The Brainwashing of American Postdocs
Lately I am reading (in avoidance of all those papers my peers are publishing all around me): psychology books.
I never took psychology in college, so I'm a little late to the party. I did read one book about brainwashing during the cultural revolution in China.
The main thing I remember about that book were the torture techniques they used to break down prisoners' sense of self, including starvation, the water-drop technique, and making them write out pledges that said things like 2+2=5.
The idea being that if you can make them feel lost and helpless, when you throw them a rope, no matter how illogical, they will grab on.
These days I've been reading a lot of books about sales and advertising, for some reason it always amused me to watch people figuring out how to make a pitch (watched too much thirtysomething as a kid?).
It's really interesting, all the little techniques you can use to get people to comply with your requests.
I'm particularly interested because I see PIs doing these things all the time.
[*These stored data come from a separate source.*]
//! Admin authentication service.
//!
//! Password verification (Argon2) and signed admin session tokens.
//!
//! # Token format
//!
//! ```text
//! {expires_unix}.{nonce_hex}.{signature_hex}
//! ```
//!
//! `signature = HMAC-SHA256(session_secret, "{expires_unix}.{nonce_hex}")`.
//! Tokens carry no identity: there is a single admin role.

mod error;

pub use error::{AuthError, TokenError};

use argon2::{
    Argon2,
    password_hash::{PasswordHash, PasswordHasher, PasswordVerifier, SaltString, rand_core::OsRng},
};
use chrono::{DateTime, Duration, Utc};
use hmac::{Hmac, Mac};
use rand::RngCore;
use secrecy::{ExposeSecret, SecretString};
use sha2::Sha256;

type HmacSha256 = Hmac<Sha256>;

/// Nonce length in bytes (hex-encoded in the token).
const NONCE_BYTES: usize = 16;

/// Mints and validates admin session tokens.
#[derive(Clone)]
pub struct SessionSigner {
    secret: SecretString,
    ttl: Duration,
}

impl std::fmt::Debug for SessionSigner {
    fn fmt(&self, f: &mut std::fmt::Formatter<'_>) -> std::fmt::Result {
        f.debug_struct("SessionSigner")
            .field("secret", &"[REDACTED]")
            .field("ttl", &self.ttl)
            .finish()
    }
}

impl SessionSigner {
    /// Create a signer for tokens valid for `ttl`.
    #[must_use]
    pub const fn new(secret: SecretString, ttl: Duration) -> Self {
        Self { secret, ttl }
    }

    /// Token lifetime.
    #[must_use]
    pub const fn ttl(&self) -> Duration {
        self.ttl
    }

    /// Mint a new token expiring `ttl` after `now`.
    ///
    /// # Errors
    ///
    /// Returns `TokenError::InvalidKey` if the MAC rejects the secret.
    pub fn issue(&self, now: DateTime<Utc>) -> Result<String, TokenError> {
        let mut nonce = [0u8; NONCE_BYTES];
        rand::rng().fill_bytes(&mut nonce);

        let expires = (now + self.ttl).timestamp();
        let payload = format!("{expires}.{}", hex::encode(nonce));
        let signature = hex::encode(self.mac(&payload)?.finalize().into_bytes());

        Ok(format!("{payload}.{signature}"))
    }

    /// Validate a token, returning its expiry time.
    ///
    /// # Errors
    ///
    /// Returns `Malformed`, `BadSignature` or `Expired` describing why the
    /// token was refused.
    pub fn verify(&self, token: &str, now: DateTime<Utc>) -> Result<DateTime<Utc>, TokenError> {
        let (payload, signature) = token.rsplit_once('.').ok_or(TokenError::Malformed)?;
        let (expires, nonce) = payload.split_once('.').ok_or(TokenError::Malformed)?;

        if nonce.len() != NONCE_BYTES * 2 || !nonce.bytes().all(|b| b.is_ascii_hexdigit()) {
            return Err(TokenError::Malformed);
        }
        let signature = hex::decode(signature).map_err(|_| TokenError::Malformed)?;

        // Constant-time comparison
        self.mac(payload)?
            .verify_slice(&signature)
            .map_err(|_| TokenError::BadSignature)?;

        let expires = expires
            .parse::<i64>()
            .ok()
            .and_then(|secs| DateTime::from_timestamp(secs, 0))
            .ok_or(TokenError::Malformed)?;

        if expires <= now {
            return Err(TokenError::Expired);
        }

        Ok(expires)
    }

    fn mac(&self, payload: &str) -> Result<HmacSha256, TokenError> {
        let mut mac = HmacSha256::new_from_slice(self.secret.expose_secret().as_bytes())
            .map_err(|_| TokenError::InvalidKey)?;
        mac.update(payload.as_bytes());
        Ok(mac)
    }
}

/// Hash a password using Argon2id.
///
/// Used by operators to produce `CELLAR_ADMIN_PASSWORD_HASH`.
///
/// # Errors
///
/// Returns `AuthError::PasswordHash` if hashing fails.
pub fn hash_password(password: &str) -> Result<String, AuthError> {
    let salt = SaltString::generate(&mut OsRng);
    let argon2 = Argon2::default();

    argon2
        .hash_password(password.as_bytes(), &salt)
        .map(|hash| hash.to_string())
        .map_err(|_| AuthError::PasswordHash)
}

/// Verify a password against a PHC hash.
///
/// This is CPU-heavy; call it from `spawn_blocking` in async code.
///
/// # Errors
///
/// Returns `AuthError::InvalidCredentials` on mismatch and
/// `AuthError::PasswordHash` if the stored hash cannot be parsed.
pub fn verify_password(password: &str, hash: &str) -> Result<(), AuthError> {
    let parsed_hash = PasswordHash::new(hash).map_err(|_| AuthError::PasswordHash)?;
    let argon2 = Argon2::default();

    argon2
        .verify_password(password.as_bytes(), &parsed_hash)
        .map_err(|_| AuthError::InvalidCredentials)
}
//! Environment diagnostics.
//!
//! Reports configuration facts an operator needs when a deploy misbehaves.
//! Only booleans and public values: secrets are never echoed.

use axum::{Json, extract::State};
use serde::Serialize;
use tracing::instrument;

use crate::state::AppState;

/// `GET /api/env-check` response body.
#[derive(Debug, Serialize, PartialEq, Eq)]
pub struct EnvReport {
    pub environment: String,
    pub version: &'static str,
    pub base_url: String,
    pub secure_cookies: bool,
    pub sentry_configured: bool,
    pub admin_login_configured: bool,
    /// Proxy header rate limiters key on; `None` means the socket peer
    pub client_ip_header: Option<String>,
    pub products_loaded: usize,
}

impl EnvReport {
    /// Summarize the running configuration.
    #[must_use]
    pub fn collect(state: &AppState) -> Self {
        let config = state.config();
        Self {
            environment: config.environment().to_string(),
            version: env!("CARGO_PKG_VERSION"),
            base_url: config.base_url.clone(),
            secure_cookies: config.secure_cookies(),
            sentry_configured: config.sentry.dsn.is_some(),
            admin_login_configured: config.admin.password_hash.is_some(),
            client_ip_header: config
                .client_ip_header
                .as_ref()
                .map(|name| name.as_str().to_string()),
            products_loaded: state.catalog().len(),
        }
    }
}

/// `GET /api/env-check`
#[instrument(skip(state))]
pub async fn env_check(State(state): State<AppState>) -> Json<EnvReport> {
    Json(EnvReport::collect(&state))
}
Some of them go like this:
The foot-in-the-door technique: You agree to something small that you don't want to do, and psychologically this makes you more likely to agree to do larger things you want even less. For a postdoc, a good example would be taking a rotation student you don't want, and then having it work out a little better than you expected.... even though it still sucks. But regardless of how it works out, this kind of give-an-inch makes you much more likely to agree to give a mile, like when you then agree to ghostwrite part of your advisor's grant.
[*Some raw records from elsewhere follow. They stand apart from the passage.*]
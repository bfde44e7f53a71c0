//! Email address type.

use core::fmt;

use serde::{Deserialize, Serialize};

/// Errors that can occur when parsing an [`Email`].
#[derive(thiserror::Error, Debug, Clone, PartialEq, Eq)]
pub enum EmailError {
    /// The input string is empty.
    #[error("email cannot be empty")]
    Empty,
    /// The input string is too long.
    #[error("email must be at most {max} characters")]
    TooLong {
        /// Maximum allowed length.
        max: usize,
    },
    /// The input does not contain exactly one @ symbol.
    #[error("email must contain exactly one @ symbol")]
    AtSymbol,
    /// The local part (before @) is empty.
    #[error("email local part cannot be empty")]
    EmptyLocalPart,
    /// The domain part has no dot or an empty label.
    #[error("email domain is invalid")]
    InvalidDomain,
    /// The input contains whitespace or control characters.
    #[error("email cannot contain whitespace")]
    Whitespace,
}

/// An email address.
///
/// Surrounding whitespace is trimmed and the domain is lowercased; the local
/// part is kept as written.
///
/// ## Constraints
///
/// - Length: 1-254 characters (RFC 5321 limit)
/// - Exactly one @ symbol, non-empty local part
/// - Domain with at least one dot and no empty labels
///
/// ## Examples
///
/// ```
/// use cellar_door_core::Email;
///
/// let email = Email::parse("  Gift@Example.COM ").unwrap();
/// assert_eq!(email.as_str(), "Gift@example.com");
///
/// assert!(Email::parse("").is_err());
/// assert!(Email::parse("user@localhost").is_err());
/// assert!(Email::parse("a@b@c.com").is_err());
/// ```
#[derive(Debug, Clone, Serialize, Deserialize, PartialEq, Eq, Hash)]
#[serde(try_from = "String", into = "String")]
pub struct Email(String);

impl Email {
    /// Maximum length of an email address (RFC 5321).
    pub const MAX_LENGTH: usize = 254;

    /// Parse an `Email` from a string.
    ///
    /// # Errors
    ///
    /// Returns an [`EmailError`] describing the first constraint violated.
    pub fn parse(s: &str) -> Result<Self, EmailError> {
        let s = s.trim();
        if s.is_empty() {
            return Err(EmailError::Empty);
        }

        if s.len() > Self::MAX_LENGTH {
            return Err(EmailError::TooLong {
                max: Self::MAX_LENGTH,
            });
        }

        if s.chars().any(|c| c.is_whitespace() || c.is_control()) {
            return Err(EmailError::Whitespace);
        }

        let (local, domain) = s.split_once('@').ok_or(EmailError::AtSymbol)?;
        if domain.contains('@') {
            return Err(EmailError::AtSymbol);
        }
        if local.is_empty() {
            return Err(EmailError::EmptyLocalPart);
        }
        if !domain.contains('.') || domain.split('.').any(str::is_empty) {
            return Err(EmailError::InvalidDomain);
        }

        Ok(Self(format!("{local}@{}", domain.to_ascii_lowercase())))
    }

    /// Returns the email address as a string slice.
    #[must_use]
    pub fn as_str(&self) -> &str {
        &self.0
    }

    /// Returns the domain part of the email (after the @).
    #[must_use]
    pub fn domain(&self) -> &str {
        self.0.rsplit_once('@').map_or("", |(_, domain)| domain)
    }

    /// Returns a masked form suitable for logs (`g***@example.com`).
    #[must_use]
    pub fn masked(&self) -> String {
        let first = self.0.chars().next().unwrap_or('*');
        format!("{first}***@{}", self.domain())
    }
}

impl fmt::Display for Email {
    fn fmt(&self, f: &mut fmt::Formatter<'_>) -> fmt::Result {
        f.write_str(&self.0)
    }
}

impl std::str::FromStr for Email {
    type Err = EmailError;

    fn from_str(s: &str) -> Result<Self, Self::Err> {
        Self::parse(s)
    }
}

impl TryFrom<String> for Email {
    type Error = EmailError;

    fn try_from(value: String) -> Result<Self, Self::Error> {
        Self::parse(&value)
    }
}

impl From<Email> for String {
    fn from(email: Email) -> Self {
        email.0
    }
}

impl AsRef<str> for Email {
    fn as_ref(&self) -> &str {
        &self.0
    }
}
//! Business logic services for storefront.
//!
//! # Services
//!
//! - `auth` - Admin password verification and signed session tokens
//! - `gift_cards` - Gift card purchase validation (no payment)

pub mod auth;
pub mod gift_cards;
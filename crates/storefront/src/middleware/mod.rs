//! HTTP middleware and request-scoped helpers for the storefront.
//!
//! # Middleware Order (outermost first)
//!
//! 1. Sentry layers (capture errors, transactions)
//! 2. `TraceLayer` (request span with `request_id` field)
//! 3. Request ID
//! 4. CSP nonce
//! 5. Security headers (CSP built from the nonce)
//! 6. Rate limiting (per route group)
//!
//! The admin guard is not a layer: protected handlers call it explicitly
//! with a [`cookies::CookieStore`] built from the request's cookie jar.

pub mod auth;
pub mod cookies;
pub mod csp;
pub mod rate_limit;
pub mod request_id;
pub mod security_headers;

pub use auth::{ADMIN_SESSION_COOKIE, AdminAuthRejection, AdminGuard, AuthResult, SignedSessionGuard};
pub use cookies::{CookieStore, CookieStoreError, JarCookieStore};
pub use csp::{CspNonce, csp_nonce_middleware};
pub use rate_limit::{api_rate_limiter, auth_rate_limiter};
pub use request_id::{REQUEST_ID_HEADER, RequestId, request_id_middleware};
pub use security_headers::security_headers_middleware;
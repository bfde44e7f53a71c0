//! Admin HTML pages.
//!
//! `/admin` is a redirect shell: once the guard allows the request, the
//! page replaces its own history entry with `/admin/dashboard`. Pages send
//! unauthenticated browsers to the login form instead of returning the
//! guard's JSON rejection.

use askama::Template;
use askama_web::WebTemplate;
use axum::{
    extract::State,
    http::StatusCode,
    response::{IntoResponse, Redirect, Response},
};
use axum_extra::extract::CookieJar;
use tracing::instrument;

use crate::filters;
use crate::middleware::auth::AuthResult;
use crate::middleware::cookies::JarCookieStore;
use crate::middleware::csp::CspNonce;
use crate::routes::api::diagnostics::EnvReport;
use crate::state::AppState;

/// Dashboard route the shell forwards to.
pub const DASHBOARD_PATH: &str = "/admin/dashboard";

/// Login page route.
pub const LOGIN_PATH: &str = "/admin/login";

/// Redirect shell template.
#[derive(Template, WebTemplate)]
#[template(path = "admin/redirect.html")]
pub struct RedirectShellTemplate {
    pub target: &'static str,
    pub nonce: String,
}

/// Admin dashboard template.
#[derive(Template, WebTemplate)]
#[template(path = "admin/dashboard.html")]
pub struct DashboardTemplate {
    pub report: EnvReport,
}

/// Admin login template.
#[derive(Template, WebTemplate)]
#[template(path = "admin/login.html")]
pub struct LoginTemplate;

/// Run the guard for an HTML page.
///
/// `None` means authorized. A 401 rejection becomes a redirect to the login
/// page; any other rejection is passed through.
fn guard_page(state: &AppState, jar: CookieJar) -> Option<Response> {
    let store = JarCookieStore::new(jar);
    match state.admin_guard().check(&store) {
        AuthResult::Authorized => None,
        AuthResult::Unauthorized(response) if response.status() == StatusCode::UNAUTHORIZED => {
            Some(Redirect::to(LOGIN_PATH).into_response())
        }
        AuthResult::Unauthorized(response) => Some(response),
    }
}

/// `GET /admin`
#[instrument(skip(state, jar, nonce))]
pub async fn shell(State(state): State<AppState>, jar: CookieJar, nonce: CspNonce) -> Response {
    if let Some(rejection) = guard_page(&state, jar) {
        return rejection;
    }

    RedirectShellTemplate {
        target: DASHBOARD_PATH,
        nonce: nonce.0,
    }
    .into_response()
}

/// `GET /admin/dashboard`
#[instrument(skip(state, jar))]
pub async fn dashboard(State(state): State<AppState>, jar: CookieJar) -> Response {
    if let Some(rejection) = guard_page(&state, jar) {
        return rejection;
    }

    DashboardTemplate {
        report: EnvReport::collect(&state),
    }
    .into_response()
}

/// `GET /admin/login`
pub async fn login_page() -> impl IntoResponse {
    LoginTemplate
}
The consistency principle : You agree to do certain things because they've become part of your persona, not because it's what you really want. For a postdoc, this is akin to keeping up appearances by being in lab all the time even when you don't want to be or have nothing to do, because you've become accustomed to everyone viewing you as The One Who Works Hard.
Reciprocation : Also known as Guilt. This is when someone you don't like or trust does you a favor without your asking, and then you feel obligated to do some irritating lab maintenance thing for them while they're on vacation.
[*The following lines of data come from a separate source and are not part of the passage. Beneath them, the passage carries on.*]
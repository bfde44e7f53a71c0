//! Cellar Door storefront library.
//!
//! The binary in `main.rs` only wires up Sentry, tracing and the listener;
//! everything routable lives here so the router can be tested in-process.

#![cfg_attr(not(test), forbid(unsafe_code))]

pub mod catalog;
pub mod config;
pub mod error;
pub mod filters;
pub mod middleware;
pub mod models;
pub mod routes;
pub mod services;
pub mod state;

use axum::{
    Router,
    extract::{Request, State},
    http::{HeaderValue, StatusCode, header::CACHE_CONTROL},
    middleware as axum_middleware,
    routing::get,
};
use tower::Layer;
use tower_http::{services::ServeDir, set_header::SetResponseHeaderLayer, trace::TraceLayer};

use crate::middleware::{csp_nonce_middleware, request_id_middleware, security_headers_middleware};
use crate::state::AppState;

/// Build the full application router.
///
/// Sentry layers are added by the binary, outside this router.
pub fn app(state: AppState) -> Router {
    // Templates append a `?v=` content hash to asset URLs
    let static_files = SetResponseHeaderLayer::if_not_present(
        CACHE_CONTROL,
        HeaderValue::from_static("public, max-age=3600"),
    )
    .layer(ServeDir::new(&state.config().static_dir));

    Router::new()
        .route("/health", get(health))
        .route("/health/ready", get(readiness))
        .merge(routes::routes(state.config().client_ip_header.as_ref()))
        .nest_service("/static", static_files)
        .layer(axum_middleware::from_fn(security_headers_middleware))
        .layer(axum_middleware::from_fn(csp_nonce_middleware))
        .layer(axum_middleware::from_fn(request_id_middleware))
        .layer(
            TraceLayer::new_for_http().make_span_with(|request: &Request| {
                tracing::info_span!(
                    "request",
                    method = %request.method(),
                    uri = %request.uri(),
                    request_id = tracing::field::Empty,
                )
            }),
        )
        .with_state(state)
}

/// Liveness health check endpoint.
///
/// Returns "ok" if the server is running. Does not check dependencies.
async fn health() -> &'static str {
    "ok"
}

/// Readiness health check endpoint.
///
/// Returns 503 until at least one product is loaded.
async fn readiness(State(state): State<AppState>) -> StatusCode {
    if state.catalog().is_empty() {
        StatusCode::SERVICE_UNAVAILABLE
    } else {
        StatusCode::OK
    }
}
Contrast and compare : Your advisor asks you to do something completely ridiculous, like an experiment that will take 4 years and will never work, so you say no. Then your advisor asks you to do something less onerous- say, an experiment that will take 1 year and has a slim chance of working- so you say yes. Under normal circumstances, you would never have agreed to do the 2nd ridiculous thing, but it seems less ridiculous than the first, plus you feel bad about saying no to the first thing.
So you see where I'm going with this.
Among other things, I'm interested in why, when postdocs become PIs, they suddenly switch from "The system is flawed" to "The system is fine."
I think we're losing a lot of gusto at that stage.
We're also losing a lot of women.
I had to laugh because NSF just released a bunch of new data on women postdocs, not unlike some that NIH quietly posted on their websites a while back (see for instance this link).
But talk about How to Lie with Statistics!
The NSF graphs clearly show ~5% increase in women over the last 10 years in most fields, and yet the text says, and I quote:
Women accounted for a rising share of postdocs in all fields except computer sciences and in 2006 represented one-third of all S&E postdocs, up from 29% in 1996.
Uh, yeah. You're telling me "a rising share" is a fair and balanced way to express the reality of "up from 29% to one-third"????!!!!
Just how stupid do they think we are???
Doesn't NSF have some obligation to present the data, you know, accurately and objectively?
Clearly, with language like that, they have an agenda. I don't think I have to tell you what it is.
In fact, the data clearly show we're gaining very little ground if any, especially when you compare it with the numbers of women in the same fields in graduate school (for which I am too lazy to dig up the link, but you're smart, you can find it).
So far as I can tell, it's just a really steep dropoff when you hit the end of the postdoc road.
Much of this is, I think, because of the Consistency principle. We might have some women faculty and even some sympathetic male faculty, but they are often unwilling to help us at all because of the brainwashing event that apparently takes place when you sign onto your startup.
The logic goes:
The system is broken --> but the system likes me --> therefore, the system is not broken, because I refuse to admit I got my job based on knowing people and not on my scientific qualifications alone.
In fact, I originally thought maybe I'd write this from the point of view of graduate students, who often go through the cycle like this:
grad school will be easy ---> grad school sucks and I'm miserable --> grad school was not that bad, I was never miserable at all
Not entirely unlike a prisoner in a brainwashing camp.
What do you think? What techniques has your PI used on you? And would you say they were successful in getting you to comply?